Exercise materials Start Marker

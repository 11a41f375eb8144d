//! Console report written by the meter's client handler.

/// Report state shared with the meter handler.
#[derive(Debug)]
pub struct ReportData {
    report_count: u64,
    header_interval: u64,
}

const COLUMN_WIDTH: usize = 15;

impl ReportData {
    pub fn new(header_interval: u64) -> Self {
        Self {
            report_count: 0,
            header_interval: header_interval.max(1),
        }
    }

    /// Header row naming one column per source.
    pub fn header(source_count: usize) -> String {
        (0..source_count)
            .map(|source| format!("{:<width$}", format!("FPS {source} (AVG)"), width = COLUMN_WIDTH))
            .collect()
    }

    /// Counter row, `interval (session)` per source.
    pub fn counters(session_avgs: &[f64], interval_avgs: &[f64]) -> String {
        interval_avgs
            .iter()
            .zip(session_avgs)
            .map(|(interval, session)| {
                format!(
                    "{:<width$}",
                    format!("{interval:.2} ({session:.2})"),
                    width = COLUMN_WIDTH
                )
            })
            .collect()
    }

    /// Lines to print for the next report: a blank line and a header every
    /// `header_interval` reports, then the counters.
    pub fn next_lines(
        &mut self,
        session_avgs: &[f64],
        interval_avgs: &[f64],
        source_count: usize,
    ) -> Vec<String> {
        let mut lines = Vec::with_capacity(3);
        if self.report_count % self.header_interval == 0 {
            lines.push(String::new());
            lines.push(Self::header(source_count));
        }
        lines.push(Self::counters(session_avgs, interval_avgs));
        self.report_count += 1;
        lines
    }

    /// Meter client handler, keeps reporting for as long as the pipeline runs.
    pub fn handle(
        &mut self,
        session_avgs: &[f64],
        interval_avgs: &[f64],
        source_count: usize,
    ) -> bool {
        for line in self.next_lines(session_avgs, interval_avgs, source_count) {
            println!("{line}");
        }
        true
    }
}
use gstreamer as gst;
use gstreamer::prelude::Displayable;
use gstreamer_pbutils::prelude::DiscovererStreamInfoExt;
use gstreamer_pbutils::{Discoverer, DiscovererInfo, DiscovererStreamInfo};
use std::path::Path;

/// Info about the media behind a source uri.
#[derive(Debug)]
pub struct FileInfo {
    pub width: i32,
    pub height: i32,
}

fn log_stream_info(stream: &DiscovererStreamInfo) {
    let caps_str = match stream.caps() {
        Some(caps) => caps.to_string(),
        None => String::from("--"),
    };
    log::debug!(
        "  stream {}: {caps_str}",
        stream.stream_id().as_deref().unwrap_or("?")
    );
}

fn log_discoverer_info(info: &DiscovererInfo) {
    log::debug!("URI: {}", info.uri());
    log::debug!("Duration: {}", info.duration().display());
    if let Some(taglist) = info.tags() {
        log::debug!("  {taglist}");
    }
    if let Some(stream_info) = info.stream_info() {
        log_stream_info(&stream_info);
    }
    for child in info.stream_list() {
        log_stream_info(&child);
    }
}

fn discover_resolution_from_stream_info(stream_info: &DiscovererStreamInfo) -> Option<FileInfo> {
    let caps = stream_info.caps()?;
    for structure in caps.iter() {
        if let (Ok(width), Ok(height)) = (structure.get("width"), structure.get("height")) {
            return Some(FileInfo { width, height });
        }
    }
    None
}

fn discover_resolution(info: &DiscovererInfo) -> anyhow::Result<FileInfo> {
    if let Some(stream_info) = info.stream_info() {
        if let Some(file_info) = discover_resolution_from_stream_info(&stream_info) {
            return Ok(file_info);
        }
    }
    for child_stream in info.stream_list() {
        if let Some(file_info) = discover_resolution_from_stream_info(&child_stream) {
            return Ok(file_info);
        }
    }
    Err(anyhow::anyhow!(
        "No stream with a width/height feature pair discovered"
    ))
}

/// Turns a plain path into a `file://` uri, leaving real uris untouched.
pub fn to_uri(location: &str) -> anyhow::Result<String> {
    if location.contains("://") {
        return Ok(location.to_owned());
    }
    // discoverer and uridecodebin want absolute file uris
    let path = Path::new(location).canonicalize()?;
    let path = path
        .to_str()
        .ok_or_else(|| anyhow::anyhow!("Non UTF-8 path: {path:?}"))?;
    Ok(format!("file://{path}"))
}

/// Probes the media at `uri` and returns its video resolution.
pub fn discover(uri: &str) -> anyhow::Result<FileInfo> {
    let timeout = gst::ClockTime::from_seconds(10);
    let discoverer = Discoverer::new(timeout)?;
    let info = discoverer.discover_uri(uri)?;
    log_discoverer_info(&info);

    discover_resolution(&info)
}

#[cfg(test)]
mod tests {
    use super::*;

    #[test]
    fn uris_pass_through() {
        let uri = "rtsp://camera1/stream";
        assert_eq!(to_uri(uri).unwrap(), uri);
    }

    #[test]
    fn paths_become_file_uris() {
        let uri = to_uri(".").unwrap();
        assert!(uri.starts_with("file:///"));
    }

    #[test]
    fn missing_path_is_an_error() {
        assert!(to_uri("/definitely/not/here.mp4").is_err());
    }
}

Exercise materials End Marker

• _What you are asked to do_: The full set of entries above should be given again exactly.

• _Answer to this exercise_:
repository 11a41f375eb8144d
//! Console report written by the meter's client handler.

/// Report state shared with the meter handler.
#[derive(Debug)]
pub struct ReportData {
    report_count: u64,
    header_interval: u64,
}

const COLUMN_WIDTH: usize = 15;

impl ReportData {
    pub fn new(header_interval: u64) -> Self {
        Self {
            report_count: 0,
            header_interval: header_interval.max(1),
        }
    }

    /// Header row naming one column per source.
    pub fn header(source_count: usize) -> String {
        (0..source_count)
            .map(|source| format!("{:<width$}", format!("FPS {source} (AVG)"), width = COLUMN_WIDTH))
            .collect()
    }

    /// Counter row, `interval (session)` per source.
    pub fn counters(session_avgs: &[f64], interval_avgs: &[f64]) -> String {
        interval_avgs
            .iter()
            .zip(session_avgs)
            .map(|(interval, session)| {
                format!(
                    "{:<width$}",
                    format!("{interval:.2} ({session:.2})"),
                    width = COLUMN_WIDTH
                )
            })
            .collect()
    }

    /// Lines to print for the next report: a blank line and a header every
    /// `header_interval` reports, then the counters.
    pub fn next_lines(
        &mut self,
        session_avgs: &[f64],
        interval_avgs: &[f64],
        source_count: usize,
    ) -> Vec<String> {
        let mut lines = Vec::with_capacity(3);
        if self.report_count % self.header_interval == 0 {
            lines.push(String::new());
            lines.push(Self::header(source_count));
        }
        lines.push(Self::counters(session_avgs, interval_avgs));
        self.report_count += 1;
        lines
    }

    /// Meter client handler, keeps reporting for as long as the pipeline runs.
    pub fn handle(
        &mut self,
        session_avgs: &[f64],
        interval_avgs: &[f64],
        source_count: usize,
    ) -> bool {
        for line in self.next_lines(session_avgs, interval_avgs, source_count) {
            println!("{line}");
        }
        true
    }
}
use gstreamer as gst;
use gstreamer::prelude::Displayable;
use gstreamer_pbutils::prelude::DiscovererStreamInfoExt;
use gstreamer_pbutils::{Discoverer, DiscovererInfo, DiscovererStreamInfo};
use std::path::Path;

/// Info about the media behind a source uri.
#[derive(Debug)]
pub struct FileInfo {
    pub width: i32,
    pub height: i32,
}

fn log_stream_info(stream: &DiscovererStreamInfo) {
    let caps_str = match stream.caps() {
        Some(caps) => caps.to_string(),
        None => String::from("--"),
    };
    log::debug!(
        "  stream {}: {caps_str}",
        stream.stream_id().as_deref().unwrap_or("?")
    );
}

fn log_discoverer_info(info: &DiscovererInfo) {
    log::debug!("URI: {}", info.uri());
    log::debug!("Duration: {}", info.duration().display());
    if let Some(taglist) = info.tags() {
        log::debug!("  {taglist}");
    }
    if let Some(stream_info) = info.stream_info() {
        log_stream_info(&stream_info);
    }
    for child in info.stream_list() {
        log_stream_info(&child);
    }
}

fn discover_resolution_from_stream_info(stream_info: &DiscovererStreamInfo) -> Option<FileInfo> {
    let caps = stream_info.caps()?;
    for structure in caps.iter() {
        if let (Ok(width), Ok(height)) = (structure.get("width"), structure.get("height")) {
            return Some(FileInfo { width, height });
        }
    }
    None
}

fn discover_resolution(info: &DiscovererInfo) -> anyhow::Result<FileInfo> {
    if let Some(stream_info) = info.stream_info() {
        if let Some(file_info) = discover_resolution_from_stream_info(&stream_info) {
            return Ok(file_info);
        }
    }
    for child_stream in info.stream_list() {
        if let Some(file_info) = discover_resolution_from_stream_info(&child_stream) {
            return Ok(file_info);
        }
    }
    Err(anyhow::anyhow!(
        "No stream with a width/height feature pair discovered"
    ))
}

/// Turns a plain path into a `file://` uri, leaving real uris untouched.
pub fn to_uri(location: &str) -> anyhow::Result<String> {
    if location.contains("://") {
        return Ok(location.to_owned());
    }
    // discoverer and uridecodebin want absolute file uris
    let path = Path::new(location).canonicalize()?;
    let path = path
        .to_str()
        .ok_or_else(|| anyhow::anyhow!("Non UTF-8 path: {path:?}"))?;
    Ok(format!("file://{path}"))
}

/// Probes the media at `uri` and returns its video resolution.
pub fn discover(uri: &str) -> anyhow::Result<FileInfo> {
    let timeout = gst::ClockTime::from_seconds(10);
    let discoverer = Discoverer::new(timeout)?;
    let info = discoverer.discover_uri(uri)?;
    log_discoverer_info(&info);

    discover_resolution(&info)
}

#[cfg(test)]
mod tests {
    use super::*;

    #[test]
    fn uris_pass_through() {
        let uri = "rtsp://camera1/stream";
        assert_eq!(to_uri(uri).unwrap(), uri);
    }

    #[test]
    fn paths_become_file_uris() {
        let uri = to_uri(".").unwrap();
        assert!(uri.starts_with("file:///"));
    }

    #[test]
    fn missing_path_is_an_error() {
        assert!(to_uri("/definitely/not/here.mp4").is_err());
    }
}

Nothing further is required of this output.